### Task to complete
All that is wanted is how many lines in the records below include the string "prefix".

### Stored items
-.-.-

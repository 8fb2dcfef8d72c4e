use anyhow::Context;
use burn::module::Module;
use burn::record::{BinFileRecorder, FullPrecisionSettings};
use burn::tensor::backend::Backend;
use face_dataset::{
    coarse_from_fine_index, encode_raw, FaceBatch, NUM_AGE_CLASSES, NUM_FINE_AGE_CLASSES,
};
use models::{argmax, FaceClassifier, ModelKind};
use std::path::Path;

/// Build a `kind` classifier with `num_classes` outputs and load its weights.
pub fn load_classifier<B: Backend>(
    path: &Path,
    kind: ModelKind,
    num_classes: usize,
    device: &B::Device,
) -> anyhow::Result<FaceClassifier<B>> {
    if !path.exists() {
        anyhow::bail!("checkpoint {} does not exist", path.display());
    }
    let recorder = BinFileRecorder::<FullPrecisionSettings>::new();
    kind.build::<B>(num_classes, device)
        .load_file(path.to_path_buf(), &recorder, device)
        .with_context(|| {
            format!(
                "failed to load {} ({num_classes} classes) from {}",
                kind.key(),
                path.display()
            )
        })
}

/// Produces one combined 18-class label per image.
pub enum Predictor<B: Backend> {
    /// A single classifier over the combined label.
    Single(FaceClassifier<B>),
    /// Independent heads packed with `encode_raw`. An 11-output age head is
    /// read as fine age and mapped onto the coarse buckets.
    MultiHead {
        mask: FaceClassifier<B>,
        gender: FaceClassifier<B>,
        age: FaceClassifier<B>,
    },
}

impl<B: Backend> Predictor<B> {
    pub fn describe(&self) -> String {
        match self {
            Predictor::Single(model) => format!("single classifier, {} classes", model.num_classes()),
            Predictor::MultiHead { age, .. } => {
                format!("mask/gender/age heads, age head {} classes", age.num_classes())
            }
        }
    }

    pub fn predict(&self, batch: &FaceBatch<B>) -> Vec<u8> {
        match self {
            Predictor::Single(model) => argmax(model.forward(batch.images.clone())),
            Predictor::MultiHead { mask, gender, age } => {
                let masks = argmax(mask.forward(batch.images.clone()));
                let genders = argmax(gender.forward(batch.images.clone()));
                let ages = argmax(age.forward(batch.images.clone()));
                let fine = age.num_classes() == NUM_FINE_AGE_CLASSES;
                masks
                    .iter()
                    .zip(&genders)
                    .zip(&ages)
                    .map(|((&m, &g), &a)| {
                        let a = if fine {
                            coarse_from_fine_index(a)
                        } else {
                            a.min(NUM_AGE_CLASSES as u8 - 1)
                        };
                        encode_raw(m, g, a)
                    })
                    .collect()
            }
        }
    }
}
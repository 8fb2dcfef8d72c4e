//! Best-score tracking and Burn record files in a run directory.

use burn::module::Module;
use burn::record::{BinFileRecorder, FullPrecisionSettings};
use burn::tensor::backend::Backend;
use std::path::{Path, PathBuf};

/// Which validation scores improved on the best seen so far.
#[derive(Debug, Clone, Copy, Default, PartialEq, Eq)]
pub struct Improvement {
    pub f1: bool,
    pub loss: bool,
    pub accuracy: bool,
}

#[derive(Debug, Clone, Copy, PartialEq)]
pub struct BestTracker {
    pub best_f1: f32,
    pub best_loss: f32,
    pub best_accuracy: f32,
}

impl Default for BestTracker {
    fn default() -> Self {
        Self {
            best_f1: 0.0,
            best_loss: f32::INFINITY,
            best_accuracy: 0.0,
        }
    }
}

impl BestTracker {
    /// F1 must strictly improve; a tie keeps the earlier checkpoint.
    pub fn observe(&mut self, f1: f32, loss: f32, accuracy: f32) -> Improvement {
        let improved = Improvement {
            f1: f1 > self.best_f1,
            loss: loss < self.best_loss,
            accuracy: accuracy > self.best_accuracy,
        };
        if improved.f1 {
            self.best_f1 = f1;
        }
        if improved.loss {
            self.best_loss = loss;
        }
        if improved.accuracy {
            self.best_accuracy = accuracy;
        }
        improved
    }
}

/// Writes module records as `<dir>/<name>.bin`.
#[derive(Debug, Clone)]
pub struct CheckpointStore {
    dir: PathBuf,
}

impl CheckpointStore {
    pub fn new(dir: impl Into<PathBuf>) -> Self {
        Self { dir: dir.into() }
    }

    pub fn dir(&self) -> &Path {
        &self.dir
    }

    pub fn path(&self, name: &str) -> PathBuf {
        // Names may contain dots (formatted scores), so append rather than
        // replace the extension.
        self.dir.join(format!("{name}.bin"))
    }

    pub fn save<B: Backend, M: Module<B>>(&self, model: &M, name: &str) -> anyhow::Result<PathBuf> {
        let path = self.path(name);
        let recorder = BinFileRecorder::<FullPrecisionSettings>::new();
        model
            .clone()
            .save_file(path.clone(), &recorder)
            .map_err(|e| anyhow::anyhow!("failed to save checkpoint {}: {e}", path.display()))?;
        log::debug!("saved checkpoint {}", path.display());
        Ok(path)
    }

    /// Always rewrite `<prefix>last`; rewrite `<prefix>best` only when F1 improved.
    pub fn save_best_and_last<B: Backend, M: Module<B>>(
        &self,
        model: &M,
        prefix: &str,
        improved: Improvement,
    ) -> anyhow::Result<()> {
        if improved.f1 {
            self.save(model, &format!("{prefix}best"))?;
        }
        self.save(model, &format!("{prefix}last"))?;
        Ok(())
    }
}

/// `<model>_<fold>_<epoch>_<f1>_<loss>` with four decimals.
pub fn epoch_checkpoint_name(model: &str, fold: usize, epoch: usize, f1: f32, loss: f32) -> String {
    format!("{model}_{fold}_{epoch}_{f1:.4}_{loss:.4}")
}

pub fn load_checkpoint<B: Backend, M: Module<B>>(
    model: M,
    path: &Path,
    device: &B::Device,
) -> anyhow::Result<M> {
    let recorder = BinFileRecorder::<FullPrecisionSettings>::new();
    model
        .load_file(path.to_path_buf(), &recorder, device)
        .map_err(|e| anyhow::anyhow!("failed to load checkpoint {}: {e}", path.display()))
}
use burn::module::Module;
use burn::record::{BinFileRecorder, FullPrecisionSettings};
use clap::Parser;
use image::{Rgb, RgbImage};
use inference::{run_inference, InferArgs, InferenceBackend};
use models::ModelKind;
use std::fs;
use std::path::{Path, PathBuf};

const IMAGES: [&str; 5] = ["e.png", "a.png", "c.png", "b.png", "d.png"];

fn eval_dir(root: &Path) -> anyhow::Result<PathBuf> {
    let dir = root.join("eval");
    fs::create_dir_all(dir.join("images"))?;
    let mut info = String::from("ImageID,ans\n");
    for (i, name) in IMAGES.iter().enumerate() {
        RgbImage::from_pixel(12, 16, Rgb([(i * 50) as u8, 90, 30]))
            .save(dir.join("images").join(name))?;
        info.push_str(&format!("{name},0\n"));
    }
    fs::write(dir.join("info.csv"), info)?;
    Ok(dir)
}

fn save_fresh(path: &Path, classes: usize) -> anyhow::Result<()> {
    let device = Default::default();
    ModelKind::Base
        .build::<InferenceBackend>(classes, &device)
        .save_file(path.to_path_buf(), &BinFileRecorder::<FullPrecisionSettings>::new())?;
    Ok(())
}

fn base_args(eval: &Path, out: &Path) -> Vec<String> {
    [
        "infer",
        "--eval-dir",
        &eval.display().to_string(),
        "--output-dir",
        &out.display().to_string(),
        "--resize",
        "16x12",
        "--batch-size",
        "2",
        "--num-workers",
        "1",
    ]
    .iter()
    .map(|s| s.to_string())
    .collect()
}

fn answers(path: &Path) -> anyhow::Result<Vec<(String, u8)>> {
    let mut reader = csv::Reader::from_path(path)?;
    assert_eq!(reader.headers()?.iter().collect::<Vec<_>>(), vec!["ImageID", "ans"]);
    let mut rows = Vec::new();
    for row in reader.records() {
        let row = row?;
        rows.push((row[0].to_string(), row[1].parse()?));
    }
    Ok(rows)
}

#[test]
fn single_checkpoint_writes_one_answer_per_row_in_order() -> anyhow::Result<()> {
    let tmp = tempfile::tempdir()?;
    let eval = eval_dir(tmp.path())?;
    let ckpt = tmp.path().join("best.bin");
    save_fresh(&ckpt, 18)?;

    let mut argv = base_args(&eval, &tmp.path().join("output"));
    argv.extend(["--checkpoint".to_string(), ckpt.display().to_string()]);
    let report = run_inference(InferArgs::parse_from(argv))?;

    assert_eq!(report.predictions.len(), IMAGES.len());
    let rows = answers(&report.output_path)?;
    let ids: Vec<&str> = rows.iter().map(|(id, _)| id.as_str()).collect();
    assert_eq!(ids, IMAGES);
    assert!(rows.iter().all(|(_, ans)| *ans < 18));
    Ok(())
}

#[test]
fn three_heads_combine_into_one_label() -> anyhow::Result<()> {
    let tmp = tempfile::tempdir()?;
    let eval = eval_dir(tmp.path())?;
    let heads = [("mask", 3), ("gender", 2), ("age", 11)];
    for (name, classes) in heads {
        save_fresh(&tmp.path().join(format!("{name}_best.bin")), classes)?;
    }

    let mut argv = base_args(&eval, &tmp.path().join("output"));
    for (name, _) in heads {
        argv.push(format!("--{name}-ckpt"));
        argv.push(tmp.path().join(format!("{name}_best.bin")).display().to_string());
    }
    argv.extend(["--age-classes".to_string(), "11".to_string()]);
    let report = run_inference(InferArgs::parse_from(argv))?;

    let rows = answers(&report.output_path)?;
    assert_eq!(rows.len(), IMAGES.len());
    assert!(rows.iter().all(|(_, ans)| *ans < 18));
    Ok(())
}

#[test]
fn missing_image_fails_the_run() -> anyhow::Result<()> {
    let tmp = tempfile::tempdir()?;
    let eval = eval_dir(tmp.path())?;
    fs::remove_file(eval.join("images").join("c.png"))?;
    let ckpt = tmp.path().join("best.bin");
    save_fresh(&ckpt, 18)?;

    let out = tmp.path().join("output");
    let mut argv = base_args(&eval, &out);
    argv.extend(["--checkpoint".to_string(), ckpt.display().to_string()]);
    assert!(run_inference(InferArgs::parse_from(argv)).is_err());
    assert!(!out.join("submission.csv").exists());
    Ok(())
}
use clap::Parser;
use inference::{run_inference, InferArgs};

fn main() -> anyhow::Result<()> {
    env_logger::Builder::from_env(env_logger::Env::default().default_filter_or("info")).init();
    let args = InferArgs::parse();
    let report = run_inference(args)?;
    log::info!(
        "{} predictions written to {}",
        report.predictions.len(),
        report.output_path.display()
    );
    Ok(())
}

-.-.-

### Task response
4